**WHAT THE TASK REQUIRES**
Copy every line of the records below where the word "derive" occurs.
══ PROVIDED DATA
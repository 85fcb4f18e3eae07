//! Expiry and eviction policy over a [`CacheBackend`].
//!
//! Entries live for [`CACHE_TTL`] from the moment they were written. Expired
//! entries are removed lazily when read. When a backend rejects a write for
//! capacity, the oldest half of the entries is evicted (only once there are
//! more than [`EVICTION_THRESHOLD`] of them) and the write is retried once.
//!
//! Cache failures never surface as errors from [`CacheStore::get`] or
//! [`CacheStore::put`]: a broken cache only means more upstream fetches.

use chrono::{DateTime, Utc};
use serde::{Deserialize, Serialize};
use std::sync::Arc;
use std::sync::atomic::{AtomicU64, Ordering};
use std::time::Duration;
use tokio::sync::Mutex;
use tourmap_core::{BusinessRecord, CACHE_NAMESPACE, CacheBackend, CacheEnvelope, Result};
use tracing::{debug, info, instrument, warn};

/// How long a cached result stays valid.
pub const CACHE_TTL: Duration = Duration::from_secs(24 * 60 * 60);

/// Entry count above which capacity eviction removes anything.
pub const EVICTION_THRESHOLD: usize = 20;

/// Outcome of [`CacheStore::put`].
#[derive(Clone, Copy, Debug, PartialEq, Eq)]
pub enum CacheWrite {
    /// The entry was written.
    Stored,
    /// The backend was full; older entries were evicted and the retry succeeded.
    StoredAfterEviction,
    /// The entry could not be written; a later lookup will miss.
    Dropped,
}

impl CacheWrite {
    /// Returns true if the write did not go through cleanly.
    #[must_use]
    pub const fn is_degraded(&self) -> bool {
        !matches!(self, Self::Stored)
    }
}

/// Snapshot of cache contents and lookup counters.
#[derive(Clone, Copy, Debug, Default, PartialEq, Eq, Serialize)]
pub struct CacheStats {
    /// Number of entries under the cache namespace.
    pub entries: usize,
    /// Sum of stored value sizes in bytes.
    pub total_bytes: usize,
    /// Lookups answered from the cache since this store was created.
    pub hits: u64,
    /// Lookups that found nothing usable since this store was created.
    pub misses: u64,
}

impl CacheStats {
    /// Hit rate as a rounded percentage; 0 when there were no lookups.
    #[must_use]
    pub fn hit_rate(&self) -> u8 {
        let lookups = self.hits + self.misses;
        if lookups == 0 {
            return 0;
        }
        ((self.hits as f64 / lookups as f64) * 100.0).round() as u8
    }
}

#[derive(Serialize)]
struct EnvelopeRef<'a> {
    data: &'a [BusinessRecord],
    timestamp: i64,
}

#[derive(Deserialize)]
struct StoredAt {
    timestamp: i64,
}

/// Listing cache with TTL expiry, capacity eviction and hit/miss counters.
///
/// Mutating operations are serialized so an eviction pass cannot interleave
/// with a write to the same backend.
#[derive(Debug)]
pub struct CacheStore {
    backend: Arc<dyn CacheBackend>,
    hits: AtomicU64,
    misses: AtomicU64,
    lock: Mutex<()>,
}

impl CacheStore {
    /// Create a store over `backend`.
    #[must_use]
    pub fn new(backend: Arc<dyn CacheBackend>) -> Self {
        Self {
            backend,
            hits: AtomicU64::new(0),
            misses: AtomicU64::new(0),
            lock: Mutex::new(()),
        }
    }

    /// Returns the name of the underlying backend.
    #[must_use]
    pub fn backend_name(&self) -> &str {
        self.backend.name()
    }

    /// Looks up `key`, counting a hit or a miss.
    ///
    /// Returns the cached records iff an entry exists and is no older than
    /// [`CACHE_TTL`]. Expired or unreadable entries are deleted.
    pub async fn get(&self, key: &str) -> Option<Vec<BusinessRecord>> {
        self.get_at(key, Utc::now()).await
    }

    /// Looks up `key` as of `now`.
    #[instrument(skip(self, now))]
    pub async fn get_at(&self, key: &str, now: DateTime<Utc>) -> Option<Vec<BusinessRecord>> {
        let _guard = self.lock.lock().await;

        let raw = match self.backend.read(key).await {
            Ok(Some(raw)) => raw,
            Ok(None) => {
                debug!("Cache miss");
                self.misses.fetch_add(1, Ordering::Relaxed);
                return None;
            }
            Err(e) => {
                warn!(error = %e, "Cache read failed, treating as miss");
                self.misses.fetch_add(1, Ordering::Relaxed);
                return None;
            }
        };

        let envelope: CacheEnvelope = match serde_json::from_str(&raw) {
            Ok(envelope) => envelope,
            Err(e) => {
                warn!(error = %e, "Discarding malformed cache entry");
                self.discard(key).await;
                self.misses.fetch_add(1, Ordering::Relaxed);
                return None;
            }
        };

        let age_ms = now.timestamp_millis() - envelope.timestamp;
        if age_ms > ttl_millis() {
            debug!(age_ms, "Cache entry expired");
            self.discard(key).await;
            self.misses.fetch_add(1, Ordering::Relaxed);
            return None;
        }

        debug!(records = envelope.data.len(), "Cache hit");
        self.hits.fetch_add(1, Ordering::Relaxed);
        Some(envelope.data)
    }

    /// Stores `records` under `key` with the current time.
    pub async fn put(&self, key: &str, records: &[BusinessRecord]) -> CacheWrite {
        self.put_at(key, records, Utc::now()).await
    }

    /// Stores `records` under `key`, stamped with `now`.
    ///
    /// On a capacity rejection, runs [`Self::evict_oldest`] and retries once.
    #[instrument(skip(self, records, now), fields(count = records.len()))]
    pub async fn put_at(
        &self,
        key: &str,
        records: &[BusinessRecord],
        now: DateTime<Utc>,
    ) -> CacheWrite {
        let envelope = EnvelopeRef {
            data: records,
            timestamp: now.timestamp_millis(),
        };
        let value = match serde_json::to_string(&envelope) {
            Ok(value) => value,
            Err(e) => {
                warn!(error = %e, "Failed to serialize cache entry");
                return CacheWrite::Dropped;
            }
        };

        let _guard = self.lock.lock().await;

        match self.backend.write(key, &value).await {
            Ok(()) => {
                debug!(bytes = value.len(), "Cached listing result");
                CacheWrite::Stored
            }
            Err(e) if e.is_cache_full() => {
                warn!(error = %e, "Cache full, evicting oldest entries");
                if let Err(e) = self.evict_oldest_locked().await {
                    warn!(error = %e, "Cache eviction failed");
                }
                match self.backend.write(key, &value).await {
                    Ok(()) => CacheWrite::StoredAfterEviction,
                    Err(e) => {
                        warn!(error = %e, "Cache write dropped after eviction");
                        CacheWrite::Dropped
                    }
                }
            }
            Err(e) => {
                warn!(error = %e, "Cache write dropped");
                CacheWrite::Dropped
            }
        }
    }

    /// Deletes the oldest half of the entries if there are more than
    /// [`EVICTION_THRESHOLD`]; otherwise does nothing.
    ///
    /// Age is write time, not access time. Returns the number of entries removed.
    ///
    /// # Errors
    /// Returns an error if the backend cannot list, read or delete entries.
    #[instrument(skip(self))]
    pub async fn evict_oldest(&self) -> Result<usize> {
        let _guard = self.lock.lock().await;
        self.evict_oldest_locked().await
    }

    async fn evict_oldest_locked(&self) -> Result<usize> {
        let keys = self.backend.keys(CACHE_NAMESPACE).await?;
        if keys.len() <= EVICTION_THRESHOLD {
            return Ok(0);
        }

        let mut entries = Vec::with_capacity(keys.len());
        for key in keys {
            if let Some(raw) = self.backend.read(&key).await? {
                // Unreadable entries sort first, so they go before anything valid.
                let stored_at = serde_json::from_str::<StoredAt>(&raw)
                    .map(|s| s.timestamp)
                    .unwrap_or(0);
                entries.push((stored_at, key));
            }
        }

        if entries.len() <= EVICTION_THRESHOLD {
            return Ok(0);
        }

        entries.sort();
        let to_remove = entries.len() / 2;
        let mut removed = 0;
        for (_, key) in entries.into_iter().take(to_remove) {
            if self.backend.remove(&key).await? {
                removed += 1;
            }
        }

        info!(removed, "Evicted oldest cache entries");
        Ok(removed)
    }

    /// Deletes every entry under the cache namespace.
    ///
    /// Returns the number of entries deleted. Data outside the namespace is
    /// left alone.
    ///
    /// # Errors
    /// Returns an error if the backend cannot list or delete entries.
    #[instrument(skip(self))]
    pub async fn clear_all(&self) -> Result<usize> {
        let _guard = self.lock.lock().await;

        let mut removed = 0;
        for key in self.backend.keys(CACHE_NAMESPACE).await? {
            if self.backend.remove(&key).await? {
                removed += 1;
            }
        }

        info!(removed, "Cleared cache");
        Ok(removed)
    }

    /// Returns entry count, stored size and lookup counters.
    ///
    /// # Errors
    /// Returns an error if the backend cannot list or read entries.
    pub async fn stats(&self) -> Result<CacheStats> {
        let keys = self.backend.keys(CACHE_NAMESPACE).await?;
        let mut total_bytes = 0;
        for key in &keys {
            if let Some(raw) = self.backend.read(key).await? {
                total_bytes += raw.len();
            }
        }

        Ok(CacheStats {
            entries: keys.len(),
            total_bytes,
            hits: self.hits.load(Ordering::Relaxed),
            misses: self.misses.load(Ordering::Relaxed),
        })
    }

    async fn discard(&self, key: &str) {
        if let Err(e) = self.backend.remove(key).await {
            warn!(error = %e, "Failed to remove cache entry");
        }
    }
}

fn ttl_millis() -> i64 {
    i64::try_from(CACHE_TTL.as_millis()).unwrap_or(i64::MAX)
}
════
**FINISHED EXERCISE**
#[derive(Clone, Copy, Debug, PartialEq, Eq)]
#[derive(Clone, Copy, Debug, Default, PartialEq, Eq, Serialize)]
#[derive(Serialize)]
#[derive(Deserialize)]
#[derive(Debug)]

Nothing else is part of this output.